[Dataset entries]

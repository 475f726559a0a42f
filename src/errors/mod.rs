//! Error types for the GitHub bindings.
//!
//! Errors fall into three groups: request construction failed before any I/O,
//! execution failed (transport, non-2xx status, or decoding), or a webhook
//! payload was rejected. Callers needing finer control inspect
//! [`GitHubError::status_code`].

use serde::Deserialize;
use std::fmt;
use thiserror::Error;

/// Result type alias for GitHub operations.
pub type GitHubResult<T> = Result<T, GitHubError>;

/// Error kinds for categorizing GitHub errors.
#[derive(Debug, Clone, PartialEq, Eq)]
pub enum GitHubErrorKind {
    // Construction errors
    /// Invalid configuration.
    InvalidConfiguration,
    /// Invalid base URL.
    InvalidBaseUrl,
    /// Invalid parameter (path segment, body, or query options).
    InvalidParameter,

    // Transport errors
    /// Connection failed.
    ConnectionFailed,
    /// Request timeout.
    Timeout,

    // Status errors
    /// Request validation failed (400).
    ValidationError,
    /// Bad credentials (401).
    BadCredentials,
    /// Access forbidden (403).
    Forbidden,
    /// Resource not found (404).
    NotFound,
    /// Resource conflict (409).
    Conflict,
    /// Resource is gone (410).
    Gone,
    /// Unprocessable entity (422).
    UnprocessableEntity,
    /// Internal server error (500).
    InternalError,
    /// Bad gateway (502).
    BadGateway,
    /// Service unavailable (503).
    ServiceUnavailable,

    // Response errors
    /// Failed to deserialize response.
    DeserializationError,

    // Webhook errors
    /// Invalid webhook signature.
    InvalidSignature,
    /// Webhook payload parse error.
    PayloadParseError,

    /// Unknown error.
    Unknown,
}

impl fmt::Display for GitHubErrorKind {
    fn fmt(&self, f: &mut fmt::Formatter<'_>) -> fmt::Result {
        match self {
            Self::InvalidConfiguration => write!(f, "invalid_configuration"),
            Self::InvalidBaseUrl => write!(f, "invalid_base_url"),
            Self::InvalidParameter => write!(f, "invalid_parameter"),
            Self::ConnectionFailed => write!(f, "connection_failed"),
            Self::Timeout => write!(f, "timeout"),
            Self::ValidationError => write!(f, "validation_error"),
            Self::BadCredentials => write!(f, "bad_credentials"),
            Self::Forbidden => write!(f, "forbidden"),
            Self::NotFound => write!(f, "not_found"),
            Self::Conflict => write!(f, "conflict"),
            Self::Gone => write!(f, "gone"),
            Self::UnprocessableEntity => write!(f, "unprocessable_entity"),
            Self::InternalError => write!(f, "internal_error"),
            Self::BadGateway => write!(f, "bad_gateway"),
            Self::ServiceUnavailable => write!(f, "service_unavailable"),
            Self::DeserializationError => write!(f, "deserialization_error"),
            Self::InvalidSignature => write!(f, "invalid_signature"),
            Self::PayloadParseError => write!(f, "payload_parse_error"),
            Self::Unknown => write!(f, "unknown"),
        }
    }
}

/// One entry of the `errors` array in a GitHub error body.
#[derive(Debug, Clone, Default, PartialEq, Eq, Deserialize)]
pub struct ErrorDetail {
    /// Resource on which the error occurred.
    pub resource: Option<String>,
    /// Field on which the error occurred.
    pub field: Option<String>,
    /// Validation error code.
    pub code: Option<String>,
    /// Message describing the error.
    pub message: Option<String>,
}

/// GitHub API error with detailed information.
#[derive(Error, Debug)]
pub struct GitHubError {
    kind: GitHubErrorKind,
    message: String,
    status_code: Option<u16>,
    request_id: Option<String>,
    documentation_url: Option<String>,
    details: Vec<ErrorDetail>,
    #[source]
    cause: Option<Box<dyn std::error::Error + Send + Sync>>,
}

impl fmt::Display for GitHubError {
    fn fmt(&self, f: &mut fmt::Formatter<'_>) -> fmt::Result {
        write!(f, "[{}] {}", self.kind, self.message)?;
        if let Some(code) = self.status_code {
            write!(f, " (HTTP {})", code)?;
        }
        if let Some(ref id) = self.request_id {
            write!(f, " [request_id: {}]", id)?;
        }
        Ok(())
    }
}

impl GitHubError {
    /// Creates a new GitHub error.
    pub fn new(kind: GitHubErrorKind, message: impl Into<String>) -> Self {
        Self {
            kind,
            message: message.into(),
            status_code: None,
            request_id: None,
            documentation_url: None,
            details: Vec::new(),
            cause: None,
        }
    }

    /// Sets the HTTP status code.
    pub fn with_status(mut self, code: u16) -> Self {
        self.status_code = Some(code);
        self
    }

    /// Sets the GitHub request ID.
    pub fn with_request_id(mut self, id: impl Into<String>) -> Self {
        self.request_id = Some(id.into());
        self
    }

    /// Sets the documentation URL.
    pub fn with_documentation_url(mut self, url: impl Into<String>) -> Self {
        self.documentation_url = Some(url.into());
        self
    }

    /// Sets the validation error details.
    pub fn with_details(mut self, details: Vec<ErrorDetail>) -> Self {
        self.details = details;
        self
    }

    /// Sets the underlying cause.
    pub fn with_cause(mut self, cause: impl std::error::Error + Send + Sync + 'static) -> Self {
        self.cause = Some(Box::new(cause));
        self
    }

    /// Gets the error kind.
    pub fn kind(&self) -> &GitHubErrorKind {
        &self.kind
    }

    /// Gets the error message.
    pub fn message(&self) -> &str {
        &self.message
    }

    /// Gets the HTTP status code.
    pub fn status_code(&self) -> Option<u16> {
        self.status_code
    }

    /// Gets the request ID.
    pub fn request_id(&self) -> Option<&str> {
        self.request_id.as_deref()
    }

    /// Gets the documentation URL.
    pub fn documentation_url(&self) -> Option<&str> {
        self.documentation_url.as_deref()
    }

    /// Gets the validation error details.
    pub fn details(&self) -> &[ErrorDetail] {
        &self.details
    }

    /// Returns true if the request was rejected before any network I/O.
    pub fn is_construction_error(&self) -> bool {
        matches!(
            self.kind,
            GitHubErrorKind::InvalidConfiguration
                | GitHubErrorKind::InvalidBaseUrl
                | GitHubErrorKind::InvalidParameter
        )
    }

    /// Creates an error from an HTTP status code and GitHub error response.
    pub fn from_response(
        status: u16,
        message: String,
        documentation_url: Option<String>,
        request_id: Option<String>,
    ) -> Self {
        let kind = Self::kind_from_status(status);
        let mut error = Self::new(kind, message).with_status(status);

        if let Some(url) = documentation_url {
            error = error.with_documentation_url(url);
        }
        if let Some(id) = request_id {
            error = error.with_request_id(id);
        }

        error
    }

    /// Maps HTTP status code to error kind.
    fn kind_from_status(status: u16) -> GitHubErrorKind {
        match status {
            400 => GitHubErrorKind::ValidationError,
            401 => GitHubErrorKind::BadCredentials,
            403 => GitHubErrorKind::Forbidden,
            404 => GitHubErrorKind::NotFound,
            409 => GitHubErrorKind::Conflict,
            410 => GitHubErrorKind::Gone,
            422 => GitHubErrorKind::UnprocessableEntity,
            500 => GitHubErrorKind::InternalError,
            502 => GitHubErrorKind::BadGateway,
            503 => GitHubErrorKind::ServiceUnavailable,
            _ => GitHubErrorKind::Unknown,
        }
    }

    // Convenience constructors

    /// Creates a configuration error.
    pub fn configuration(message: impl Into<String>) -> Self {
        Self::new(GitHubErrorKind::InvalidConfiguration, message)
    }

    /// Creates an invalid parameter error.
    pub fn invalid_parameter(message: impl Into<String>) -> Self {
        Self::new(GitHubErrorKind::InvalidParameter, message)
    }

    /// Creates a timeout error.
    pub fn timeout(message: impl Into<String>) -> Self {
        Self::new(GitHubErrorKind::Timeout, message)
    }

    /// Creates a webhook signature error.
    pub fn invalid_signature(message: impl Into<String>) -> Self {
        Self::new(GitHubErrorKind::InvalidSignature, message)
    }

    /// Creates a webhook payload error.
    pub fn payload(message: impl Into<String>) -> Self {
        Self::new(GitHubErrorKind::PayloadParseError, message)
    }

    /// Creates a deserialization error.
    pub fn deserialization(message: impl Into<String>) -> Self {
        Self::new(GitHubErrorKind::DeserializationError, message)
    }
}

*EXERCISE DESCRIPTION*. Write out only the lines that run from the line containing "pub fn with_status(mut" through the line containing "if let Some(url)", both included, exactly as they appear above.

*RESPONSE BELOW*.
    pub fn with_status(mut self, code: u16) -> Self {
        self.status_code = Some(code);
        self
    }

    /// Sets the GitHub request ID.
    pub fn with_request_id(mut self, id: impl Into<String>) -> Self {
        self.request_id = Some(id.into());
        self
    }

    /// Sets the documentation URL.
    pub fn with_documentation_url(mut self, url: impl Into<String>) -> Self {
        self.documentation_url = Some(url.into());
        self
    }

    /// Sets the validation error details.
    pub fn with_details(mut self, details: Vec<ErrorDetail>) -> Self {
        self.details = details;
        self
    }

    /// Sets the underlying cause.
    pub fn with_cause(mut self, cause: impl std::error::Error + Send + Sync + 'static) -> Self {
        self.cause = Some(Box::new(cause));
        self
    }

    /// Gets the error kind.
    pub fn kind(&self) -> &GitHubErrorKind {
        &self.kind
    }

    /// Gets the error message.
    pub fn message(&self) -> &str {
        &self.message
    }

    /// Gets the HTTP status code.
    pub fn status_code(&self) -> Option<u16> {
        self.status_code
    }

    /// Gets the request ID.
    pub fn request_id(&self) -> Option<&str> {
        self.request_id.as_deref()
    }

    /// Gets the documentation URL.
    pub fn documentation_url(&self) -> Option<&str> {
        self.documentation_url.as_deref()
    }

    /// Gets the validation error details.
    pub fn details(&self) -> &[ErrorDetail] {
        &self.details
    }

    /// Returns true if the request was rejected before any network I/O.
    pub fn is_construction_error(&self) -> bool {
        matches!(
            self.kind,
            GitHubErrorKind::InvalidConfiguration
                | GitHubErrorKind::InvalidBaseUrl
                | GitHubErrorKind::InvalidParameter
        )
    }

    /// Creates an error from an HTTP status code and GitHub error response.
    pub fn from_response(
        status: u16,
        message: String,
        documentation_url: Option<String>,
        request_id: Option<String>,
    ) -> Self {
        let kind = Self::kind_from_status(status);
        let mut error = Self::new(kind, message).with_status(status);

        if let Some(url) = documentation_url {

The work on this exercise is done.